Kehidupan saya di Mumbai adalah kehidupan frugal, meski tak terlalu ekstrim. Menjadi frugal karena keadaan, bukan pilihan. Saya menganggap ini adalah sebuah latihan menjadi warga sipil yang lebih beradab. Nyaris setahun saya hidup di sebuah tempat tinggal tanpa televisi, mesin cuci, kulkas, apalagi AC. Bepergian hampir seratus persen dengan transportasi publik, kecuali menumpang kendaraan pribadi kolega yang bisa dihitung dengan jari.

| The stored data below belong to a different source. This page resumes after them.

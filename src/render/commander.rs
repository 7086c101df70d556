// Copyright (C) 2026  Caprica Software Limited
//
// This program is free software: you can redistribute it and/or modify
// it under the terms of the GNU General Public License as published by
// the Free Software Foundation, either version 3 of the License, or
// (at your option) any later version.
//
// This program is distributed in the hope that it will be useful,
// but WITHOUT ANY WARRANTY; without even the implied warranty of
// MERCHANTABILITY or FITNESS FOR A PARTICULAR PURPOSE.  See the
// GNU General Public License for more details.
//
// You should have received a copy of the GNU General Public License
// along with this program.  If not, see <https://www.gnu.org/licenses/>.

//! Render the command-line interface.
//!
//! While active this shows the command text and cursor, otherwise the last
//! command error or a short key hint.

use ratatui::{
    Frame,
    layout::{Constraint, Layout, Rect},
    style::Style,
    widgets::Paragraph,
};

use crate::App;

const HINT: &str = "arrows move  enter press  : command  q quit";

pub(crate) fn draw_commander(f: &mut Frame, area: Rect, app: &App) {
    let commander = &app.commander;

    let [container] = Layout::horizontal([Constraint::Min(1)])
        .horizontal_margin(1)
        .areas(area);

    let line = if commander.active() {
        Paragraph::new(format!(":{}", commander.input.value())).style(
            Style::default()
                .fg(app.theme.commander_colour)
                .bg(app.theme.commander_bg),
        )
    } else if let Some(message) = &commander.message {
        Paragraph::new(message.as_str()).style(Style::default().fg(app.theme.error_colour))
    } else {
        Paragraph::new(HINT).style(Style::default().fg(app.theme.border_colour))
    };

    f.render_widget(line, container);

    if commander.active() {
        // One column for the ':' prompt
        let cursor_x = container.x + 1 + commander.input.visual_cursor() as u16;
        f.set_cursor_position((cursor_x, container.y));
    }
}
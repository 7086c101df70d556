// Copyright (C) 2026  Caprica Software Limited
//
// This program is free software: you can redistribute it and/or modify
// it under the terms of the GNU General Public License as published by
// the Free Software Foundation, either version 3 of the License, or
// (at your option) any later version.
//
// This program is distributed in the hope that it will be useful,
// but WITHOUT ANY WARRANTY; without even the implied warranty of
// MERCHANTABILITY or FITNESS FOR A PARTICULAR PURPOSE.  See the
// GNU General Public License for more details.
//
// You should have received a copy of the GNU General Public License
// along with this program.  If not, see <https://www.gnu.org/licenses/>.

//! # Calculator TUI.
//!
//! A four-function terminal calculator with an on-screen keypad.
//!
//! This application coordinates a TUI frontend built with `ratatui` and a
//! small calculator state machine.
//!
//! It uses an event-driven architecture where:
//!
//! * The **Main Thread** manages the terminal lifecycle, applies key presses
//!   to the calculator and renders the UI.
//! * An **Input Thread** forwards terminal key and mouse events.
//! * A **Tick Thread** drives periodic redraws and error message expiry.
//!
//! ## Architecture
//!
//! The application follows a strict setup-run-teardown pattern to ensure the
//! terminal state is preserved even in the event of an error. All events flow
//! through one `std::sync::mpsc` channel and are handled in order.

mod commander;
mod components;
mod config;
mod engine;
mod events;
mod logging;
mod render;
mod theme;
mod util;

use anyhow::{Context, Result};
use crossterm::{
    event::{self, DisableMouseCapture, EnableMouseCapture, Event, KeyEventKind},
    execute,
    terminal::{EnterAlternateScreen, LeaveAlternateScreen, disable_raw_mode, enable_raw_mode},
};
use ratatui::{Terminal, backend::CrosstermBackend};
use std::{
    io::{self},
    sync::mpsc::{self, Receiver, Sender},
    thread,
};
use tracing::{info, warn};

use crate::{
    commander::Commander,
    components::KeypadView,
    config::AppConfig,
    engine::CalculatorEngine,
    events::{AppEvent, process_events},
    theme::Theme,
};

/// Application state.
pub(crate) struct App {
    pub(crate) config: AppConfig,
    pub(crate) theme: Theme,

    pub(crate) event_tx: Sender<AppEvent>,
    pub(crate) event_rx: Receiver<AppEvent>,

    pub(crate) engine: CalculatorEngine,
    pub(crate) keypad: KeypadView,
    pub(crate) commander: Commander,
}

impl App {
    /// Create a new instance of application state.
    pub(crate) fn new(config: AppConfig) -> Self {
        let (event_tx, event_rx) = mpsc::channel();
        let engine = CalculatorEngine::new(config.error_display());

        Self {
            config,
            theme: Theme::default(),
            event_tx,
            event_rx,
            engine,
            keypad: KeypadView::new(),
            commander: Commander::new(),
        }
    }
}

/// The entry point of the application.
///
/// Loads the configuration, starts logging, manages the terminal lifecycle,
/// and returns an error if any part of the execution fails.
fn main() -> Result<()> {
    let config = config::load_config();

    // Logging is optional, the calculator works without it
    let log_result = logging::init(&config);

    let mut app = App::new(config);

    match log_result {
        Ok(path) => info!(log = %path.display(), config = ?app.config, "starting"),
        Err(e) => eprintln!("Logging disabled: {e:#}"),
    }

    let mut terminal = setup_terminal(&app)?;
    let res = run(&mut terminal, &mut app);
    restore_terminal(&mut terminal, &app);

    info!("exiting");
    res.context("Application error occurred")
}

/// Prepares the terminal for the TUI application.
///
/// This function performs the following side effects:
/// * Sets the terminal background color based on the provided theme.
/// * Enables raw mode to capture all keyboard input.
/// * Switches the terminal to the alternate screen buffer.
/// * Enables mouse capture, if configured, so keypad buttons can be clicked.
///
/// # Errors
///
/// Returns an error if raw mode cannot be enabled or if the alternate screen
/// cannot be entered.
fn setup_terminal(app: &App) -> Result<Terminal<CrosstermBackend<io::Stdout>>> {
    let mut stdout = io::stdout();

    // Set the background of the entire terminal window, without this we'd get
    // a thin black outline
    if let Some(hex) = Theme::to_hex(app.theme.background_colour) {
        if let Err(e) = util::term::set_terminal_bg(&mut stdout, &hex) {
            warn!(error = %e, "failed to set terminal background");
        }
    }

    enable_raw_mode().context("Failed to enable raw mode")?;
    execute!(stdout, EnterAlternateScreen).context("Failed to enter alternate screen")?;

    if app.config.mouse {
        execute!(stdout, EnableMouseCapture).context("Failed to enable mouse capture")?;
    }

    let backend = CrosstermBackend::new(stdout);
    let terminal = Terminal::new(backend).context("Failed to create terminal")?;

    Ok(terminal)
}

/// Restores the terminal to its original state.
///
/// This reverses the changes made by [`setup_terminal`]. It is best-effort
/// and does not return a result, as it runs during cleanup.
fn restore_terminal(terminal: &mut Terminal<CrosstermBackend<io::Stdout>>, app: &App) {
    if app.config.mouse {
        execute!(terminal.backend_mut(), DisableMouseCapture).ok();
    }
    disable_raw_mode().ok();
    execute!(terminal.backend_mut(), LeaveAlternateScreen).ok();
    util::term::reset_terminal_bg(terminal.backend_mut()).ok();
    terminal.show_cursor().ok();
}

/// Starts the input and tick threads and enters the main event loop.
///
/// # Errors
///
/// Returns an error if the event processing loop encounters an unrecoverable
/// application error.
fn run(terminal: &mut Terminal<CrosstermBackend<io::Stdout>>, app: &mut App) -> Result<()> {
    // Spawn a thread to translate raw terminal events to application events.
    let tx_input = app.event_tx.clone();
    thread::spawn(move || {
        loop {
            let app_event = match event::read() {
                Ok(Event::Key(key)) if key.kind == KeyEventKind::Press => AppEvent::Key(key),
                Ok(Event::Mouse(mouse)) => AppEvent::Mouse(mouse),
                Ok(Event::Resize(_, _)) => AppEvent::Resize,
                Ok(_) => continue,
                Err(e) => {
                    warn!(error = %e, "terminal input failed");
                    break;
                }
            };

            if tx_input.send(app_event).is_err() {
                break;
            }
        }
    });

    // Spawn a thread to send a periodic tick application event, this is
    // effectively the minimum "frame rate" for rendering and bounds how late
    // an expired error message is cleared.
    let tx_tick = app.event_tx.clone();
    let tick_rate = app.config.tick_rate();
    thread::spawn(move || {
        while tx_tick.send(AppEvent::Tick).is_ok() {
            thread::sleep(tick_rate);
        }
    });

    process_events(terminal, app)
}
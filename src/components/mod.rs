// Copyright (C) 2026  Caprica Software Limited
//
// This program is free software: you can redistribute it and/or modify
// it under the terms of the GNU General Public License as published by
// the Free Software Foundation, either version 3 of the License, or
// (at your option) any later version.
//
// This program is distributed in the hope that it will be useful,
// but WITHOUT ANY WARRANTY; without even the implied warranty of
// MERCHANTABILITY or FITNESS FOR A PARTICULAR PURPOSE.  See the
// GNU General Public License for more details.
//
// You should have received a copy of the GNU General Public License
// along with this program.  If not, see <https://www.gnu.org/licenses/>.

//! Interactive UI components.
//!
//! Each component owns its view state, handles its own input events, and
//! renders itself through the [`crate::render::Render`] trait.

mod keypad;

pub(crate) use keypad::KeypadView;
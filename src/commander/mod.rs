// Copyright (C) 2026  Caprica Software Limited
//
// This program is free software: you can redistribute it and/or modify
// it under the terms of the GNU General Public License as published by
// the Free Software Foundation, either version 3 of the License, or
// (at your option) any later version.
//
// This program is distributed in the hope that it will be useful,
// but WITHOUT ANY WARRANTY; without even the implied warranty of
// MERCHANTABILITY or FITNESS FOR A PARTICULAR PURPOSE.  See the
// GNU General Public License for more details.
//
// You should have received a copy of the GNU General Public License
// along with this program.  If not, see <https://www.gnu.org/licenses/>.

//! Command-line input logic and state management.
//!
//! This module implements a command-line component: `:` activates a text
//! input, `Enter` parses the buffer into a [`Command`] and dispatches the
//! matching application events, `Esc` leaves command mode.

use std::sync::mpsc::Sender;

use anyhow::Result;
use crossterm::event::{Event, KeyCode};
use thiserror::Error;
use tracing::{debug, warn};
use tui_input::{Input, backend::crossterm::EventHandler};

use crate::{
    engine::{Key, UnknownKey},
    events::AppEvent,
};

#[derive(Debug, Clone, PartialEq, Eq)]
pub(crate) enum Command {
    Quit,
    Press(Vec<Key>),
}

#[derive(Debug, Error, PartialEq, Eq)]
pub(crate) enum CommandError {
    #[error("unknown command '{0}'")]
    Unknown(String),

    #[error("press needs at least one key")]
    MissingKeys,

    #[error(transparent)]
    BadKey(#[from] UnknownKey),
}

pub(crate) struct Commander {
    active: bool,
    pub(crate) input: Input,
    pub(crate) message: Option<String>,
}

impl Commander {
    pub(crate) fn new() -> Self {
        Self {
            active: false,
            input: Input::default(),
            message: None,
        }
    }

    pub(crate) fn active(&self) -> bool {
        self.active
    }

    /// Handles a terminal event, returning `true` if it was consumed.
    pub(crate) fn handle_event(&mut self, event: &Event, event_tx: &Sender<AppEvent>) -> bool {
        let Event::Key(key_event) = event else {
            return false;
        };

        if !self.active {
            if key_event.code == KeyCode::Char(':') {
                self.active = true;
                self.message = None;
                return true;
            }
            return false;
        }

        match key_event.code {
            KeyCode::Esc => {
                self.active = false;
                self.input.reset();
            }

            KeyCode::Enter => {
                let buffer = self.input.value().trim().to_string();
                self.input.reset();
                self.active = false;

                if !buffer.is_empty() {
                    if let Err(e) = self.run_command(&buffer, event_tx) {
                        warn!(command = %buffer, error = %e, "command failed");
                        self.message = Some(e.to_string());
                    }
                }
            }

            // Delegate everything else to the managed input component
            _ => {
                self.input.handle_event(event);
            }
        }

        true
    }

    fn run_command(&self, buffer: &str, event_tx: &Sender<AppEvent>) -> Result<()> {
        debug!(command = %buffer, "running command");

        match parse_command(buffer)? {
            Command::Quit => event_tx.send(AppEvent::ExitApplication)?,
            Command::Press(keys) => {
                for key in keys {
                    event_tx.send(AppEvent::Press(key))?;
                }
            }
        }

        Ok(())
    }
}

/// Parses a command-line buffer.
///
/// Labels for `press` are either whole labels (`bs`, `×`) or runs of single
/// character labels (`12+3=`). One bad label rejects the whole command.
pub(crate) fn parse_command(buffer: &str) -> Result<Command, CommandError> {
    let parts: Vec<&str> = buffer.split_whitespace().collect();

    match parts.as_slice() {
        ["q"] | ["quit"] => Ok(Command::Quit),

        ["c"] | ["clear"] => Ok(Command::Press(vec![Key::Clear])),

        ["press"] => Err(CommandError::MissingKeys),
        ["press", labels @ ..] => {
            let mut keys = Vec::new();
            for label in labels {
                keys.extend(parse_labels(label)?);
            }
            Ok(Command::Press(keys))
        }

        _ => Err(CommandError::Unknown(buffer.to_string())),
    }
}

fn parse_labels(token: &str) -> Result<Vec<Key>, UnknownKey> {
    if let Ok(key) = token.parse::<Key>() {
        return Ok(vec![key]);
    }

    token
        .chars()
        .map(|c| Key::from_char(c).ok_or_else(|| UnknownKey(token.to_string())))
        .collect()
}

#[cfg(test)]
mod tests {
    use std::sync::mpsc;

    use crossterm::event::{KeyEvent, KeyModifiers};

    use super::*;
    use crate::engine::Operator;

    fn key(code: KeyCode) -> Event {
        Event::Key(KeyEvent::new(code, KeyModifiers::NONE))
    }

    fn type_text(commander: &mut Commander, text: &str, tx: &Sender<AppEvent>) {
        for c in text.chars() {
            assert!(commander.handle_event(&key(KeyCode::Char(c)), tx));
        }
    }

    #[test]
    fn parses_quit_and_clear() {
        assert_eq!(parse_command("q"), Ok(Command::Quit));
        assert_eq!(parse_command("quit"), Ok(Command::Quit));
        assert_eq!(parse_command("clear"), Ok(Command::Press(vec![Key::Clear])));
    }

    #[test]
    fn parses_runs_and_whole_labels() {
        assert_eq!(
            parse_command("press 12+3 bs ="),
            Ok(Command::Press(vec![
                Key::Digit(1),
                Key::Digit(2),
                Key::Operator(Operator::Add),
                Key::Digit(3),
                Key::Backspace,
                Key::Equals,
            ]))
        );
    }

    #[test]
    fn rejects_bad_commands() {
        assert_eq!(parse_command("press"), Err(CommandError::MissingKeys));
        assert_eq!(
            parse_command("press 1+?"),
            Err(CommandError::BadKey(UnknownKey("1+?".to_string())))
        );
        assert_eq!(
            parse_command("frobnicate"),
            Err(CommandError::Unknown("frobnicate".to_string()))
        );
    }

    #[test]
    fn ignores_keys_until_activated() {
        let (tx, _rx) = mpsc::channel();
        let mut commander = Commander::new();

        assert!(!commander.handle_event(&key(KeyCode::Char('1')), &tx));
        assert!(commander.handle_event(&key(KeyCode::Char(':')), &tx));
        assert!(commander.active());

        assert!(commander.handle_event(&key(KeyCode::Esc), &tx));
        assert!(!commander.active());
        assert_eq!(commander.input.value(), "");
    }

    #[test]
    fn enter_dispatches_presses() {
        let (tx, rx) = mpsc::channel();
        let mut commander = Commander::new();

        commander.handle_event(&key(KeyCode::Char(':')), &tx);
        type_text(&mut commander, "press 7%2=", &tx);
        commander.handle_event(&key(KeyCode::Enter), &tx);

        let presses: Vec<Key> = rx
            .try_iter()
            .filter_map(|event| match event {
                AppEvent::Press(key) => Some(key),
                _ => None,
            })
            .collect();

        assert_eq!(
            presses,
            vec![
                Key::Digit(7),
                Key::Operator(Operator::Modulo),
                Key::Digit(2),
                Key::Equals,
            ]
        );
        assert!(!commander.active());
    }

    #[test]
    fn failed_command_leaves_a_message() {
        let (tx, rx) = mpsc::channel();
        let mut commander = Commander::new();

        commander.handle_event(&key(KeyCode::Char(':')), &tx);
        type_text(&mut commander, "nope", &tx);
        commander.handle_event(&key(KeyCode::Enter), &tx);

        assert_eq!(commander.message.as_deref(), Some("unknown command 'nope'"));
        assert!(rx.try_recv().is_err());
    }
}
// Copyright (C) 2026  Caprica Software Limited
//
// This program is free software: you can redistribute it and/or modify
// it under the terms of the GNU General Public License as published by
// the Free Software Foundation, either version 3 of the License, or
// (at your option) any later version.
//
// This program is distributed in the hope that it will be useful,
// but WITHOUT ANY WARRANTY; without even the implied warranty of
// MERCHANTABILITY or FITNESS FOR A PARTICULAR PURPOSE.  See the
// GNU General Public License for more details.
//
// You should have received a copy of the GNU General Public License
// along with this program.  If not, see <https://www.gnu.org/licenses/>.

//! Visual styling and color configuration for the TUI.
//!
//! This module defines the application's color palette, including one colour
//! per keypad button class, and converts colours to the hexadecimal form used
//! for terminal emulator styling.

use ratatui::style::Color;

use crate::engine::Key;

#[derive(Clone, Copy)]
pub(crate) struct Theme {
    pub(crate) background_colour: Color,
    pub(crate) accent_colour: Color,
    pub(crate) border_colour: Color,
    pub(crate) display_colour: Color,
    pub(crate) error_colour: Color,
    pub(crate) commander_colour: Color,
    pub(crate) commander_bg: Color,

    pub(crate) key_fg: Color,
    pub(crate) digit_key_bg: Color,
    pub(crate) operator_key_bg: Color,
    pub(crate) destructive_key_bg: Color,
    pub(crate) equals_key_bg: Color,
}

impl Default for Theme {
    // Returns the standard application theme.
    fn default() -> Self {
        Self::default_theme()
    }
}

impl Theme {
    // Constructs the default theme.
    pub(crate) const fn default_theme() -> Self {
        Self {
            background_colour: Color::Rgb(40, 20, 50),
            accent_colour: Color::Rgb(250, 189, 47),
            border_colour: Color::Rgb(102, 102, 102),
            display_colour: Color::Rgb(255, 255, 255),
            error_colour: Color::Rgb(242, 96, 96),
            commander_colour: Color::Rgb(179, 157, 219),
            commander_bg: Color::Rgb(50, 30, 60),

            key_fg: Color::Rgb(255, 255, 255),
            digit_key_bg: Color::Rgb(72, 58, 84),
            operator_key_bg: Color::Rgb(94, 72, 130),
            destructive_key_bg: Color::Rgb(140, 52, 64),
            equals_key_bg: Color::Rgb(176, 120, 20),
        }
    }

    /// The background colour of a keypad button.
    pub(crate) fn key_bg(&self, key: Key) -> Color {
        match key {
            Key::Clear | Key::Backspace => self.destructive_key_bg,
            Key::Equals => self.equals_key_bg,
            Key::Operator(_) => self.operator_key_bg,
            Key::Digit(_) | Key::DecimalPoint => self.digit_key_bg,
        }
    }

    /// Converts a [`ratatui::style::Color`] into a CSS-style hexadecimal
    /// string.
    ///
    /// Returns `None` for anything other than an `Rgb` colour, since named
    /// and indexed colours depend on the terminal palette.
    pub(crate) fn to_hex(colour: Color) -> Option<String> {
        match colour {
            Color::Rgb(r, g, b) => Some(format!("#{:02x}{:02x}{:02x}", r, g, b)),
            _ => None,
        }
    }
}

#[cfg(test)]
mod tests {
    use super::*;
    use crate::engine::Operator;

    #[test]
    fn hex_for_rgb_only() {
        assert_eq!(Theme::to_hex(Color::Rgb(40, 20, 50)).as_deref(), Some("#281432"));
        assert_eq!(Theme::to_hex(Color::Red), None);
    }

    #[test]
    fn key_classes_have_distinct_colours() {
        let theme = Theme::default();
        assert_eq!(theme.key_bg(Key::Clear), theme.key_bg(Key::Backspace));
        assert_eq!(theme.key_bg(Key::Digit(3)), theme.key_bg(Key::DecimalPoint));
        assert_ne!(theme.key_bg(Key::Equals), theme.key_bg(Key::Digit(3)));
        assert_ne!(
            theme.key_bg(Key::Operator(Operator::Modulo)),
            theme.key_bg(Key::Clear)
        );
    }
}
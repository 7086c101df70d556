// Copyright (C) 2026  Caprica Software Limited
//
// This program is free software: you can redistribute it and/or modify
// it under the terms of the GNU General Public License as published by
// the Free Software Foundation, either version 3 of the License, or
// (at your option) any later version.
//
// This program is distributed in the hope that it will be useful,
// but WITHOUT ANY WARRANTY; without even the implied warranty of
// MERCHANTABILITY or FITNESS FOR A PARTICULAR PURPOSE.  See the
// GNU General Public License for more details.
//
// You should have received a copy of the GNU General Public License
// along with this program.  If not, see <https://www.gnu.org/licenses/>.

//! Keypad labels and arithmetic operators.
//!
//! Every button on the keypad maps to exactly one [`Key`]. Labels are parsed
//! from the strings shown on the buttons, plus a handful of ASCII aliases so
//! that keys such as `×` and `⌫` can be typed on the command line.

use std::{fmt, str::FromStr};

use thiserror::Error;

#[derive(Debug, Error, Clone, PartialEq, Eq)]
#[error("unknown key label '{0}'")]
pub(crate) struct UnknownKey(pub(crate) String);

#[derive(Clone, Copy, Debug, PartialEq, Eq)]
pub(crate) enum Operator {
    Add,
    Subtract,
    Multiply,
    Divide,
    Modulo,
}

impl Operator {
    pub(crate) const fn symbol(self) -> &'static str {
        match self {
            Operator::Add => "+",
            Operator::Subtract => "-",
            Operator::Multiply => "×",
            Operator::Divide => "÷",
            Operator::Modulo => "%",
        }
    }

    /// Applies the operator to two operands.
    ///
    /// Returns `None` for division by a zero divisor, which is displayed as a
    /// message rather than a number. Every other case yields a float, which
    /// may be NaN or infinite (modulo by zero is NaN).
    pub(crate) fn apply(self, lhs: f64, rhs: f64) -> Option<f64> {
        match self {
            Operator::Add => Some(lhs + rhs),
            Operator::Subtract => Some(lhs - rhs),
            Operator::Multiply => Some(lhs * rhs),
            Operator::Divide if rhs == 0.0 => None,
            Operator::Divide => Some(lhs / rhs),
            // Rust's float remainder takes the sign of the dividend
            Operator::Modulo => Some(lhs % rhs),
        }
    }
}

impl fmt::Display for Operator {
    fn fmt(&self, f: &mut fmt::Formatter<'_>) -> fmt::Result {
        f.write_str(self.symbol())
    }
}

/// A single keypad button.
#[derive(Clone, Copy, Debug, PartialEq, Eq)]
pub(crate) enum Key {
    Digit(u8),
    DecimalPoint,
    Clear,
    Backspace,
    Operator(Operator),
    Equals,
}

impl Key {
    /// The text printed on the keypad button.
    pub(crate) fn label(self) -> String {
        match self {
            Key::Digit(d) => d.to_string(),
            Key::DecimalPoint => ".".to_string(),
            Key::Clear => "C".to_string(),
            Key::Backspace => "⌫".to_string(),
            Key::Operator(op) => op.symbol().to_string(),
            Key::Equals => "=".to_string(),
        }
    }

    /// Parses a single character label, used to expand runs such as `12+3=`.
    pub(crate) fn from_char(c: char) -> Option<Key> {
        let key = match c {
            '0'..='9' => Key::Digit(c as u8 - b'0'),
            '.' => Key::DecimalPoint,
            'C' | 'c' => Key::Clear,
            '⌫' => Key::Backspace,
            '+' => Key::Operator(Operator::Add),
            '-' => Key::Operator(Operator::Subtract),
            '×' | '*' | 'x' => Key::Operator(Operator::Multiply),
            '÷' | '/' => Key::Operator(Operator::Divide),
            '%' => Key::Operator(Operator::Modulo),
            '=' => Key::Equals,
            _ => return None,
        };

        Some(key)
    }
}

impl FromStr for Key {
    type Err = UnknownKey;

    fn from_str(s: &str) -> Result<Self, Self::Err> {
        if s.eq_ignore_ascii_case("bs") {
            return Ok(Key::Backspace);
        }

        let mut chars = s.chars();
        match (chars.next(), chars.next()) {
            (Some(c), None) => Key::from_char(c).ok_or_else(|| UnknownKey(s.to_string())),
            _ => Err(UnknownKey(s.to_string())),
        }
    }
}

impl fmt::Display for Key {
    fn fmt(&self, f: &mut fmt::Formatter<'_>) -> fmt::Result {
        f.write_str(&self.label())
    }
}

#[cfg(test)]
mod tests {
    use super::*;

    #[test]
    fn parses_every_button_label() {
        let labels = ["0", "5", "9", ".", "C", "⌫", "+", "-", "×", "÷", "%", "="];
        for label in labels {
            let key: Key = label.parse().unwrap();
            assert_eq!(key.label(), label);
        }
    }

    #[test]
    fn accepts_ascii_aliases() {
        assert_eq!("*".parse::<Key>(), Ok(Key::Operator(Operator::Multiply)));
        assert_eq!("x".parse::<Key>(), Ok(Key::Operator(Operator::Multiply)));
        assert_eq!("/".parse::<Key>(), Ok(Key::Operator(Operator::Divide)));
        assert_eq!("bs".parse::<Key>(), Ok(Key::Backspace));
        assert_eq!("c".parse::<Key>(), Ok(Key::Clear));
    }

    #[test]
    fn rejects_unknown_labels() {
        assert_eq!("12".parse::<Key>(), Err(UnknownKey("12".to_string())));
        assert!("".parse::<Key>().is_err());
        assert!("?".parse::<Key>().is_err());
    }

    #[test]
    fn divide_by_zero_has_no_value() {
        assert_eq!(Operator::Divide.apply(5.0, 0.0), None);
        assert_eq!(Operator::Divide.apply(0.0, -0.0), None);
        assert_eq!(Operator::Divide.apply(9.0, 3.0), Some(3.0));
    }

    #[test]
    fn modulo_follows_the_dividend_sign() {
        assert_eq!(Operator::Modulo.apply(7.0, 2.0), Some(1.0));
        assert_eq!(Operator::Modulo.apply(-7.0, 2.0), Some(-1.0));
        assert!(Operator::Modulo.apply(7.0, 0.0).unwrap().is_nan());
    }
}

Tanpa televisi, untungnya ada internet yang jauh lebih cepat daripada di Indonesia. Tanpa mesin cuci, untungnya masih ada sepasang tangan yang masih cukup kuat. Tanpa kulkas, untungnya saya selalu memasak dan makan makanan segar. Tanpa AC, untungnya ada dua kipas besar di langit-langit yang berjuang keras mengusir hawa panas, dan sebuah kipas duduk yang tak terpakai karena musim dingin Desember hingga Januari menuntut selimut. Tanpa kendaraan pribadi, untungnya ada transportasi publik yang aksesibel, terjangkau, tepat waktu, dan layak.

***

Jakarta punya bajaj, ojek, bus, Trans Jakarta, kereta api, taksi, dan sebuah rencana monorail. Macet luar biasa adalah makanan keseharian—kecuali akhir pekan dan hari-hari tertentu. Manila punya jeepney, tricycle, bus, taksi, dan MRT yang sudah dibangun sejak era Marcos, tahun 1984. Walau memiliki MRT, Manila tak jauh berbeda macetnya dengan Jakarta.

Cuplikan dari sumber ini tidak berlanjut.